My bad, Neal. I was thinking of the WineSpec’s Restaurants Award. The WA doesn’t do those things & no signs I’ve seen that WA does the Pay To Play game.
To my mind, the WS Restaurants Awards are an absolute joke. They are the classic Pay-to-Play game that the WS is quite exploitive of. You pays your entrance fee & send them
a copy of your list. And they then base their awards on that list you sent. But there is no fact checking of that list. That the restaurant actually has those wines on a list you can buy from.
There have even been examples in the past of phony/non-existent restaurants submitting a list & winning an award.
The copy of the latest Restaurant Awards issue has just come out. Looking at the NM awards, it brings me great mirth. One of SantaFe’s high-end restaurants charges an exhorbitant
400%-500% markup for a list of wines that is totally unthrilling. The Bottega del Vino wine bar at the CHOMP food hall has one of the most interesting wine lists in SantaFe. But they are
not at all interesting in playing the Pay-to-Play wine game. OTOH, another award-winning SantaFe restaurant does play that game and does have a wine list that has a lot
of interesting (to me) wines on it.
Los Alamos has one restaurant that one an award. The wine list is created entirely by National Distributing. Both National & Southern are good at creating you a wine list that will
win you an award. I stopped in ystrday & perused the wine list & there was nothing on it that I would bother to order. Whether it corresponds to the Award-Winning wine list they submitted
I have no idea. But it was singularly uninteresting.

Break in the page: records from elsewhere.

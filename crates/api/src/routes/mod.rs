pub mod greeting;
pub mod health;

use axum::Router;

/// Build the `/api/v1` route tree.
///
/// Route hierarchy:
///
/// ```text
/// /hello                 plain string in, greeting out
/// /greet                 validated greeting request
/// /echo                  any shape in, same shape out
/// /fail                  always fails (exercises the server-error envelope)
/// ```
pub fn api_routes() -> Router {
    Router::new().merge(greeting::router())
}
//! Validated axum routes and server actions.
//!
//! [`create_route`] and [`create_action`] start an immutable builder that
//! collects an input schema and an output schema before the terminal
//! `handler` call produces a [`Route`] or a [`ServerAction`]. Both run the
//! same validate → handle → validate pipeline and answer with the uniform
//! `{ status, data | errors }` envelope.

pub mod action;
pub mod builder;
pub mod config;
pub mod error;
pub mod handlers;
pub mod response;
pub mod route;
pub mod router;
pub mod routes;

pub use action::{wrap_action, ServerAction};
pub use builder::{create_action, create_route, ActionBuilder, Builder, RouteBuilder, RouteConfig};
pub use route::{wrap_route, Route};
pub use vergestack_core::{any, typed, validated, ApiResponse, Envelope, FieldError, Schema};
use vergestack_core::FieldError;

/// Snapshot of one invoker's lifecycle.
///
/// Idle: nothing set. Pending: `is_pending` only. Success: `data` only.
/// Error: `errors` only.
#[derive(Debug, Clone, PartialEq)]
pub struct ActionState<T> {
    pub data: Option<T>,
    pub errors: Option<Vec<FieldError>>,
    pub is_pending: bool,
}

impl<T> ActionState<T> {
    pub fn idle() -> Self {
        Self {
            data: None,
            errors: None,
            is_pending: false,
        }
    }

    pub fn pending() -> Self {
        Self {
            is_pending: true,
            ..Self::idle()
        }
    }

    pub fn succeeded(data: T) -> Self {
        Self {
            data: Some(data),
            ..Self::idle()
        }
    }

    pub fn failed(errors: Vec<FieldError>) -> Self {
        Self {
            errors: Some(errors),
            ..Self::idle()
        }
    }

    pub fn is_idle(&self) -> bool {
        !self.is_pending && self.data.is_none() && self.errors.is_none()
    }
}

impl<T> Default for ActionState<T> {
    fn default() -> Self {
        Self::idle()
    }
}
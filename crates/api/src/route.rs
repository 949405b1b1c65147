//! Route wrapper: turns a schema-checked handler into an axum endpoint.

use std::fmt::Display;
use std::future::Future;
use std::sync::Arc;

use axum::body::Bytes;
use axum::routing::{post, MethodRouter};
use serde::Serialize;
use serde_json::Value;
use vergestack_core::{Envelope, Schema};

use crate::builder::RouteConfig;
use crate::error::{AppError, AppResult};
use crate::response::JsonEnvelope;

/// A framework-compatible entry point built from a [`RouteConfig`].
///
/// Reads the raw request body, runs the validate → handle → validate
/// pipeline and always answers with a [`JsonEnvelope`]. Cheap to clone.
pub struct Route<I, O, H> {
    config: Arc<RouteConfig<I, O, H>>,
}

/// Build a [`Route`] directly from its parts.
pub fn wrap_route<I, O, H, Fut, R, E>(input: I, output: O, handler: H) -> Route<I, O, H>
where
    I: Schema,
    O: Schema,
    H: Fn(I::Output) -> Fut + Send + Sync + 'static,
    Fut: Future<Output = Result<R, E>> + Send,
{
    Route::from_config(RouteConfig {
        input,
        output,
        handler,
    })
}

impl<I, O, H> Route<I, O, H> {
    pub(crate) fn from_config(config: RouteConfig<I, O, H>) -> Self {
        Self {
            config: Arc::new(config),
        }
    }

    pub fn config(&self) -> &RouteConfig<I, O, H> {
        &self.config
    }
}

impl<I, O, H, Fut, R, E> Route<I, O, H>
where
    I: Schema,
    O: Schema,
    O::Output: Serialize,
    H: Fn(I::Output) -> Fut + Send + Sync + 'static,
    Fut: Future<Output = Result<R, E>> + Send,
    R: Serialize + Send,
    E: Display + Send,
{
    /// Handle one raw request body.
    pub async fn respond(&self, body: Bytes) -> Envelope<O::Output> {
        match decode_body(&body) {
            Ok(raw) => self.config.run(raw).await,
            Err(err) => err.into_envelope(),
        }
    }

    /// Mount the route as a `POST` endpoint.
    pub fn post<S>(self) -> MethodRouter<S>
    where
        S: Clone + Send + Sync + 'static,
    {
        post(move |body: Bytes| {
            let route = self.clone();
            async move { JsonEnvelope(route.respond(body).await) }
        })
    }
}

impl<I, O, H> Clone for Route<I, O, H> {
    fn clone(&self) -> Self {
        Self {
            config: Arc::clone(&self.config),
        }
    }
}

/// Decode a request body. An empty body counts as JSON `null`.
fn decode_body(body: &[u8]) -> AppResult<Value> {
    if body.iter().all(u8::is_ascii_whitespace) {
        return Ok(Value::Null);
    }
    serde_json::from_slice(body).map_err(|err| {
        tracing::debug!(error = %err, "Request body is not valid JSON");
        AppError::BadRequest("Request body must be valid JSON".to_string())
    })
}

// ---------------------------------------------------------------------------
// Tests
// ---------------------------------------------------------------------------

#[cfg(test)]
mod tests {
    use axum::http::StatusCode;
    use serde_json::json;
    use vergestack_core::{typed, ApiResponse, FieldError};

    use super::*;

    async fn greet(name: String) -> anyhow::Result<String> {
        Ok(format!("Hello, {name}!"))
    }

    #[test]
    fn empty_body_decodes_as_null() {
        assert_eq!(decode_body(b"").unwrap(), Value::Null);
        assert_eq!(decode_body(b"  \n").unwrap(), Value::Null);
    }

    #[test]
    fn malformed_body_is_bad_request() {
        let err = decode_body(b"{ not json").unwrap_err();
        assert!(matches!(err, AppError::BadRequest(_)));
    }

    #[tokio::test]
    async fn respond_runs_greeting() {
        let route = wrap_route(typed::<String>(), typed::<String>(), greet);

        let envelope = route.respond(Bytes::from_static(b"\"world\"")).await;

        assert_eq!(envelope.status, StatusCode::OK);
        assert_eq!(envelope.body, ApiResponse::success("Hello, world!".to_string()));
    }

    #[tokio::test]
    async fn respond_rejects_malformed_json_without_calling_handler() {
        let route = wrap_route(typed::<String>(), typed::<String>(), |_: String| async {
            if true {
                panic!("handler must not run");
            }
            Ok::<String, anyhow::Error>(String::new())
        });

        let envelope = route.respond(Bytes::from_static(b"{")).await;

        assert_eq!(envelope.status, StatusCode::BAD_REQUEST);
        assert_eq!(
            envelope.body,
            ApiResponse::error(vec![FieldError::general("Request body must be valid JSON")])
        );
    }
}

The best LosAlamos restaurant is not in the least bit interested in playing this Pay-to-Play game. They, in fact, have a lot of interesting/well-selected wines on it at a very reasonable markup.
Laura & Dustin do the leg-work and due-diligence to put together an Award-winning wine list that will never win a WS award.
I’ve not seen any direct evidence that the WA plays this Pay-to-Play game. I seriously doubt that they do.
But the Green Emblem was just awarded to only 3 Calif wineries. These awards are apparently nominated by their reviewers. One is Ridge Vnyds. DaveGates definitely does a good job on caring
for their vnyds. But sustainability is not a big thing in their program. TablasCreek is not on their GreenEmblem list in Calif. However, to my mind, there is very few other wineries that are in the
same lofty league as TablasCreek in the sustainability field and Ridge is not one of them. To my mind, not including TablasCreek (and others like Ampelos) w/ a GreenEmblem in the WA
greatly lowers the credibility of that designation. Their reviewers need to up their game.
As William made clear, at this point, other than registering those that are certified, they are basing this on reviewers’ knowledge of the vineyards they review. This is bound to create obvious lacunae in that even well-known vineyards that, for one reason or another, don’t get noticed, will be left off. I’d be willing to give them time to do more research. I don’t read the Wine Advocate so I don’t really care that much, but I think the policy is a good one and it’s worth giving them a reasonable amount of time to develop a systematic method, or their reviewers to get around to doing this with all the wines they review, assuming that’s the plan. If it’s just what they happen to know at any given moment, then, I agree, it won’t be much.
For my money, unless biodynamic really covers something important to the environment that organic leaves out, I’d drop it. Many of its requirements are indeed environmentally friendly, but there’s a also a large amuont of voodoo and I don’t think one such encourage voodoo, especially given the rampant anti-science these days. I don’t mean to turn the thread toward this. The issues are well-known. I was just registering my sense of this particular category of certification.
Well, perhaps, Jonathan. I’ll give their reviewers the benefit of the doubt. But I find it hard to believe not one of their reviewers have had TablasCreek and are not
familiar with the sustainability ethic behind TablasCreek. In ethical management of the vnyds, TCV stands heads & shoulders above the rest in Calif.